> **Task requirements**: From the entries that follow, copy exactly the lines beginning at the line holding "data_packets += 1;" and continuing through the line holding "let payload = encode_sol_payload(header, &[]);".

--------------------------------

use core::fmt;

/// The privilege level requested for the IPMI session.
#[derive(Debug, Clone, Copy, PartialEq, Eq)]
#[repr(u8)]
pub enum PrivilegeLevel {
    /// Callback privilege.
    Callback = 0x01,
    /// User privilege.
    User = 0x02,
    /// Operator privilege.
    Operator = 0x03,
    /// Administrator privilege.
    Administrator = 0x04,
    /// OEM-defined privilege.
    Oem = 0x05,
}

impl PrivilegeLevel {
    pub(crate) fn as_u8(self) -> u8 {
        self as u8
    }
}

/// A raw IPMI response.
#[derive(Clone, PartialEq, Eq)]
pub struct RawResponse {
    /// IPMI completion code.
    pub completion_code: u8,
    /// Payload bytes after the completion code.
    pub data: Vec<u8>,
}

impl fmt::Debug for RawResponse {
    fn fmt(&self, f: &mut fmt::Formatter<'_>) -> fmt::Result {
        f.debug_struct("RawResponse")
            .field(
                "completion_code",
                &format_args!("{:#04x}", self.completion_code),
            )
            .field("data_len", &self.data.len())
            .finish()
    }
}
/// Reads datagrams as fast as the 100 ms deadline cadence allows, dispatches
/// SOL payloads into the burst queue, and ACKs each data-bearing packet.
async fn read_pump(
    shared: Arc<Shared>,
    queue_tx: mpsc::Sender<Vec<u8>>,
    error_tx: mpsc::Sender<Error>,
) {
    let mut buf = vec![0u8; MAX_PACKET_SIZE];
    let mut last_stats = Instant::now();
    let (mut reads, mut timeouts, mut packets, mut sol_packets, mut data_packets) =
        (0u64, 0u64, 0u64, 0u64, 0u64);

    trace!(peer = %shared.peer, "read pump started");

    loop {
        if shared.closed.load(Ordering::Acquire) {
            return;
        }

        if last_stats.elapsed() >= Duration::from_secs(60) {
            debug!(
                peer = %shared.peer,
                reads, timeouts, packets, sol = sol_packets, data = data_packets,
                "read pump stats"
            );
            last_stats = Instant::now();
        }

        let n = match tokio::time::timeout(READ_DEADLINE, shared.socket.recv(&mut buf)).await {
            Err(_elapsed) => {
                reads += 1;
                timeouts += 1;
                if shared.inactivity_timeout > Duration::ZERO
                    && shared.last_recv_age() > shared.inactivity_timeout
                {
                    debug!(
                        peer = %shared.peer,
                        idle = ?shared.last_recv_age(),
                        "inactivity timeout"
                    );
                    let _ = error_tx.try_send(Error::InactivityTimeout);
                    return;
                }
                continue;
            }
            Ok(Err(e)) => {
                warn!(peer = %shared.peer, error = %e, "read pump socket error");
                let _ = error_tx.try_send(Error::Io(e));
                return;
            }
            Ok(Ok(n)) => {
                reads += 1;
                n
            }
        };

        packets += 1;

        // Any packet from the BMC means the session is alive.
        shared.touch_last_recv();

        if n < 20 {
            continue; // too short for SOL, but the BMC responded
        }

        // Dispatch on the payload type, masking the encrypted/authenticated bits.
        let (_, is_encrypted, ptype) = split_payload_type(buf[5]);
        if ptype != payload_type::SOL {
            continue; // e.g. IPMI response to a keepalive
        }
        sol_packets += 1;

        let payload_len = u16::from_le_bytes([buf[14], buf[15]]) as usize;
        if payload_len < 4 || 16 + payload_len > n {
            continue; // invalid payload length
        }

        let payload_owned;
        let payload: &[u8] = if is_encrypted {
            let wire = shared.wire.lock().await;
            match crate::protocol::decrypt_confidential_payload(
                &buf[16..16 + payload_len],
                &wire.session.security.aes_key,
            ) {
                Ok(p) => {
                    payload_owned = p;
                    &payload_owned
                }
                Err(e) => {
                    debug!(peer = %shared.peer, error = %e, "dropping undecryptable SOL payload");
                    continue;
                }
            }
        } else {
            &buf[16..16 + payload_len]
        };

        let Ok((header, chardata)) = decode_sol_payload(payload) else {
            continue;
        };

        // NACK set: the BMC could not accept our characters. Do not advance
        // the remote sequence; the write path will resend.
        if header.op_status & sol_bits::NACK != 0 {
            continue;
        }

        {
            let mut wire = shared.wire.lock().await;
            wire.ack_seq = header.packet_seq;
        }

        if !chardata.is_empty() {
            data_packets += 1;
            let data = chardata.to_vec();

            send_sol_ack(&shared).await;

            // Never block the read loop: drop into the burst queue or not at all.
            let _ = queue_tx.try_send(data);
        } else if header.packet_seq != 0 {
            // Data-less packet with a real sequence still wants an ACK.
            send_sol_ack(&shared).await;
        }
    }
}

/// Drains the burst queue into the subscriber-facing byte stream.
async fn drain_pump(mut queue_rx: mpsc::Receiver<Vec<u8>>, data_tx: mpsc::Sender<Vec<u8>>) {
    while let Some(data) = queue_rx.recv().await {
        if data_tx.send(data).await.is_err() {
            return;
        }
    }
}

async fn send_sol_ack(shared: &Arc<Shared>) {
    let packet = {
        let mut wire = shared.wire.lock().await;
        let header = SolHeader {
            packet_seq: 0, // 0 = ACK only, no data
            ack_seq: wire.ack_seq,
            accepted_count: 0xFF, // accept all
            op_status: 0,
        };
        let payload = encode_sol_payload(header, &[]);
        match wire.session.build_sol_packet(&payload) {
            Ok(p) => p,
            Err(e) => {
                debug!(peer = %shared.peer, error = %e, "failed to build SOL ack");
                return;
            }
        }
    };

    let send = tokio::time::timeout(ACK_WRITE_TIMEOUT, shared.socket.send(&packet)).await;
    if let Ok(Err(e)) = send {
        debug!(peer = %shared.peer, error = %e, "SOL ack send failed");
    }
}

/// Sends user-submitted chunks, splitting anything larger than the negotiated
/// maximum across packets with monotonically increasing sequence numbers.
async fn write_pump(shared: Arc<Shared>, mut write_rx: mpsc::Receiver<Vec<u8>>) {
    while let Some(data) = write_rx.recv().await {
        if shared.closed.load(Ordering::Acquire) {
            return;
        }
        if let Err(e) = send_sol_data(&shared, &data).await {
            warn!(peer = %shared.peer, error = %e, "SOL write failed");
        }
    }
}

--------------------------------

> **Result of the exercise**:
            data_packets += 1;
            let data = chardata.to_vec();

            send_sol_ack(&shared).await;

            // Never block the read loop: drop into the burst queue or not at all.
            let _ = queue_tx.try_send(data);
        } else if header.packet_seq != 0 {
            // Data-less packet with a real sequence still wants an ACK.
            send_sol_ack(&shared).await;
        }
    }
}

/// Drains the burst queue into the subscriber-facing byte stream.
async fn drain_pump(mut queue_rx: mpsc::Receiver<Vec<u8>>, data_tx: mpsc::Sender<Vec<u8>>) {
    while let Some(data) = queue_rx.recv().await {
        if data_tx.send(data).await.is_err() {
            return;
        }
    }
}

async fn send_sol_ack(shared: &Arc<Shared>) {
    let packet = {
        let mut wire = shared.wire.lock().await;
        let header = SolHeader {
            packet_seq: 0, // 0 = ACK only, no data
            ack_seq: wire.ack_seq,
            accepted_count: 0xFF, // accept all
            op_status: 0,
        };
        let payload = encode_sol_payload(header, &[]);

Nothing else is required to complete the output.